◆ Collected data:

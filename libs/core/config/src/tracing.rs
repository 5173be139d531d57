use crate::Environment;
use tracing::{debug, info};
use tracing_subscriber::{prelude::*, EnvFilter};

/// Install color-eyre with a project-standard configuration.
///
/// Call this early in main() before any fallible operations. Safe to call
/// multiple times.
///
/// Configuration:
/// - Shows file:line where errors occur
/// - Hides environment variables (API keys live there)
pub fn install_color_eyre() {
    let _ = color_eyre::config::HookBuilder::default()
        .display_location_section(true)
        .display_env_section(false)
        .install();
}

/// Initialize tracing with environment-aware configuration and error span capture.
///
/// - **Production** (`APP_ENV=production`): flattened JSON events, `warn` by default
/// - **Development** (default): pretty output, `info` by default
///
/// `RUST_LOG` overrides the default filter in both modes
/// (e.g. `RUST_LOG=domain_maintenance=debug,stream_publisher=trace`).
///
/// Safe to call multiple times: a second initialization is silently skipped,
/// which is the common case in tests.
pub fn init_tracing(environment: &Environment) {
    let is_production = environment.is_production();

    let filter = EnvFilter::try_from_default_env().unwrap_or_else(|_| {
        if is_production {
            EnvFilter::new("warn")
        } else {
            EnvFilter::new("info")
        }
    });

    let result = if is_production {
        tracing_subscriber::registry()
            .with(
                tracing_subscriber::fmt::layer()
                    .json()
                    .with_target(false)
                    .flatten_event(true),
            )
            .with(tracing_error::ErrorLayer::default())
            .with(filter)
            .try_init()
    } else {
        tracing_subscriber::registry()
            .with(
                tracing_subscriber::fmt::layer()
                    .with_target(true)
                    .with_file(false)
                    .with_line_number(false)
                    .compact(),
            )
            .with(tracing_error::ErrorLayer::default())
            .with(filter)
            .try_init()
    };

    match result {
        Ok(_) => {
            info!(environment = ?environment, "Tracing initialized");
        }
        Err(_) => {
            debug!("Tracing already initialized, skipping re-initialization");
        }
    }
}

◆ ASSIGNED TASK:
Search each line of the data above for "EnvFilter", and copy the lines where it occurs.

◆ WRITTEN ANSWER:
use tracing_subscriber::{prelude::*, EnvFilter};
    let filter = EnvFilter::try_from_default_env().unwrap_or_else(|_| {
            EnvFilter::new("warn")
            EnvFilter::new("info")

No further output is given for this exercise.